_YOUR ASSIGNMENT_: From the records below, copy out exactly the lines from the one containing "#[derive(Debug, Clone, Copy, PartialEq, Eq, Hash, Default)]" to the one containing "else if area", both included. Add nothing else.

** GIVEN INFORMATION follows **

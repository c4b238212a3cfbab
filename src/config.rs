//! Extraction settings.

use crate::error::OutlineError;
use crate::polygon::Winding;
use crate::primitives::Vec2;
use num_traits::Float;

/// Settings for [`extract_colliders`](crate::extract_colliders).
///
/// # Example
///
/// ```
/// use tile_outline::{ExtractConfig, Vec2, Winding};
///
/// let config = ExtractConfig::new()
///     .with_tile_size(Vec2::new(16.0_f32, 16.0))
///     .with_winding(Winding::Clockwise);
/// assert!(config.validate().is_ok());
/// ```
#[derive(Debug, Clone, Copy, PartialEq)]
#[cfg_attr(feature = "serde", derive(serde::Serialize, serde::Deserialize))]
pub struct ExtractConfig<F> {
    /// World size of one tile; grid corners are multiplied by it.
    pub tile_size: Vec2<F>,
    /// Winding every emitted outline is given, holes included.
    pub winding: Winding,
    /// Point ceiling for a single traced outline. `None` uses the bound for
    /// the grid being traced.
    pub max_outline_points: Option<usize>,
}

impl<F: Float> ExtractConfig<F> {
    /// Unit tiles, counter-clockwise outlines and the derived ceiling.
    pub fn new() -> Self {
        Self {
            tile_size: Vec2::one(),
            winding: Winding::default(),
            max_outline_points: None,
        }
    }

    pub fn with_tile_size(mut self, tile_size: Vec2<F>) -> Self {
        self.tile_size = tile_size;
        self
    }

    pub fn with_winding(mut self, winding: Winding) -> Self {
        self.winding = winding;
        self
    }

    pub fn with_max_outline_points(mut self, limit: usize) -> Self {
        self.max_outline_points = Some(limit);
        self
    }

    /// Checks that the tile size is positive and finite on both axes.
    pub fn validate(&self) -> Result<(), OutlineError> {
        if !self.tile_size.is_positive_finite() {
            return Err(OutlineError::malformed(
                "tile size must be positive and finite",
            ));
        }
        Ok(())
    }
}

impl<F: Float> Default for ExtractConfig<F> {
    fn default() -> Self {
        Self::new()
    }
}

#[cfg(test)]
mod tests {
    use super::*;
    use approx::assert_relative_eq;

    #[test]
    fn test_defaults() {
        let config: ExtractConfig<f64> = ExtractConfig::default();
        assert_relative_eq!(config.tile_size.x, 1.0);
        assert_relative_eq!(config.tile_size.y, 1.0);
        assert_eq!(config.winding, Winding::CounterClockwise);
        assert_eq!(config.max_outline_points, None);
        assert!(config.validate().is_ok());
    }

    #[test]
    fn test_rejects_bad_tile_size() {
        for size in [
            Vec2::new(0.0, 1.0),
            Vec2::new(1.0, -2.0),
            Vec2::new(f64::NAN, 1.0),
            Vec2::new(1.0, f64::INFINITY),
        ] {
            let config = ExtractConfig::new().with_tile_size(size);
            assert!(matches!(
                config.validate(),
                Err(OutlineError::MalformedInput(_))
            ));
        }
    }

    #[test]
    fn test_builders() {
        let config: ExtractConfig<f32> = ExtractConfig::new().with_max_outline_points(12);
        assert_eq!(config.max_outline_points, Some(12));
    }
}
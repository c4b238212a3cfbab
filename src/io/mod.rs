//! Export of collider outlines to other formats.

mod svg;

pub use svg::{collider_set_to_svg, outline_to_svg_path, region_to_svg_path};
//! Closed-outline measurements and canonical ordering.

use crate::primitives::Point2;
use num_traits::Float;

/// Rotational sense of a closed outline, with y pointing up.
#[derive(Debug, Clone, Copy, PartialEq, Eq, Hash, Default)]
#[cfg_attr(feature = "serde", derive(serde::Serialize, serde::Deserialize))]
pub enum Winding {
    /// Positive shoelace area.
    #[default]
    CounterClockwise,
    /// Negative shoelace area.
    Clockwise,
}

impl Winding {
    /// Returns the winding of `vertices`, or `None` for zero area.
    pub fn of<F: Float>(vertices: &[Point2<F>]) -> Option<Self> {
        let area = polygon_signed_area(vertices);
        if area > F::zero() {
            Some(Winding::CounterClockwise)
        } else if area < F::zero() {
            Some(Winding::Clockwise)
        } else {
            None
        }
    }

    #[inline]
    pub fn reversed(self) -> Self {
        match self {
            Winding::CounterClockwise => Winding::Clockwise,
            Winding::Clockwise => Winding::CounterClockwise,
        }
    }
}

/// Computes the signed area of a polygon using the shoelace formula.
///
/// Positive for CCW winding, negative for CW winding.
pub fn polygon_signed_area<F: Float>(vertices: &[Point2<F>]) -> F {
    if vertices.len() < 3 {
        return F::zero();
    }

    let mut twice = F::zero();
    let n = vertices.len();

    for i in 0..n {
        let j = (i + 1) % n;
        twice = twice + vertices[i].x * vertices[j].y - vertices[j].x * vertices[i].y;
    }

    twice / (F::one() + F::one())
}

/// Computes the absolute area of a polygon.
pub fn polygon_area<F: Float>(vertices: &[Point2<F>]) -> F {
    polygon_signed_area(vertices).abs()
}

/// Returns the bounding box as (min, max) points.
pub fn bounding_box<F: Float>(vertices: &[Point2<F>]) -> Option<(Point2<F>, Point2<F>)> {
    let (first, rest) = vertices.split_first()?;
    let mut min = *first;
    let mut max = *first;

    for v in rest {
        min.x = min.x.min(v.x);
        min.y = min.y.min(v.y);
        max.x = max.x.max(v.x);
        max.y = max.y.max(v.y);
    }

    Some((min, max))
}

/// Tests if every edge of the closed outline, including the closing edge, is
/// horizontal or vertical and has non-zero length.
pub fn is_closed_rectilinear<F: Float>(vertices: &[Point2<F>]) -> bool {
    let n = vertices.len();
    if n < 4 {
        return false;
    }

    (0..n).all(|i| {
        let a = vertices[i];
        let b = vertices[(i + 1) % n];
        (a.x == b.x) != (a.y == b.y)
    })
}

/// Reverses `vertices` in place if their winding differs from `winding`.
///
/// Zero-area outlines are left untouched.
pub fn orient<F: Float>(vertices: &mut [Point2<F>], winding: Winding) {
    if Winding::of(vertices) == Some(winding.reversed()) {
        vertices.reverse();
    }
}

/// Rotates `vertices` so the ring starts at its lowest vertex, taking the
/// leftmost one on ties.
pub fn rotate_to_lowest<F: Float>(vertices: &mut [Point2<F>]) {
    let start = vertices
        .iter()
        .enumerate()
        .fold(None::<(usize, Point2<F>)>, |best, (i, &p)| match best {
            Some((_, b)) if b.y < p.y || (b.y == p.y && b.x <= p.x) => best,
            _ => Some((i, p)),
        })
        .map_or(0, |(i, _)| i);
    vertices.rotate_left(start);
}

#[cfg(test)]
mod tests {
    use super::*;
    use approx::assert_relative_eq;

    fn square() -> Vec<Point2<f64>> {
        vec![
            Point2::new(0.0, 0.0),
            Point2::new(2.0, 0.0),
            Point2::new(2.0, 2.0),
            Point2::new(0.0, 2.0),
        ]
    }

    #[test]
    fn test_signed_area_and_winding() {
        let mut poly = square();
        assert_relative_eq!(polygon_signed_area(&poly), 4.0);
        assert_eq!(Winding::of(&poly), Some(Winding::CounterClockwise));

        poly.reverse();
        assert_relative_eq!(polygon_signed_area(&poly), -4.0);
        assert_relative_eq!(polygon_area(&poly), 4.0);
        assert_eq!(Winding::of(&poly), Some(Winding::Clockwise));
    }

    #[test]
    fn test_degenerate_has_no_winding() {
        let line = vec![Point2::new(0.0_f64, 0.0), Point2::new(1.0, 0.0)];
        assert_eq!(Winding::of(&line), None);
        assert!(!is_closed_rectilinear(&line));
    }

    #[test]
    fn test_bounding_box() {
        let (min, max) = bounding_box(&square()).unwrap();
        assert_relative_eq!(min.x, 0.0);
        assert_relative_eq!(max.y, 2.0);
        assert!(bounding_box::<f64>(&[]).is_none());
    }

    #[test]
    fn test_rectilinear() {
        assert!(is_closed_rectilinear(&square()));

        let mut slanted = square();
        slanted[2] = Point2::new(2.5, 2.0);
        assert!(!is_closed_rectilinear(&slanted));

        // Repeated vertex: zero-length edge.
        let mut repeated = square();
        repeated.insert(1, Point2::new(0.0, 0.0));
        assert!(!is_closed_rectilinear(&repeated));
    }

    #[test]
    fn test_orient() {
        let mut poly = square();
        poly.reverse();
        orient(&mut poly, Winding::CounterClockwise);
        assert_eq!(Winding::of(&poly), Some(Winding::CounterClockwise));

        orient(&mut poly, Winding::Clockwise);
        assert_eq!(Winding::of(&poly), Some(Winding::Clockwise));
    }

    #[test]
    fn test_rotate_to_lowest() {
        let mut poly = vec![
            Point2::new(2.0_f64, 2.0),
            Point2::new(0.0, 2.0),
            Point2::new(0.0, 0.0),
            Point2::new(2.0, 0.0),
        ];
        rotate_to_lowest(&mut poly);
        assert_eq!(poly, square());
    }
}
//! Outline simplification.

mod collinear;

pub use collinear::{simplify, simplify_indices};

** End of GIVEN INFORMATION **

_EXPECTED ANSWER_:
#[derive(Debug, Clone, Copy, PartialEq, Eq, Hash, Default)]
#[cfg_attr(feature = "serde", derive(serde::Serialize, serde::Deserialize))]
pub enum Winding {
    /// Positive shoelace area.
    #[default]
    CounterClockwise,
    /// Negative shoelace area.
    Clockwise,
}

impl Winding {
    /// Returns the winding of `vertices`, or `None` for zero area.
    pub fn of<F: Float>(vertices: &[Point2<F>]) -> Option<Self> {
        let area = polygon_signed_area(vertices);
        if area > F::zero() {
            Some(Winding::CounterClockwise)
        } else if area < F::zero() {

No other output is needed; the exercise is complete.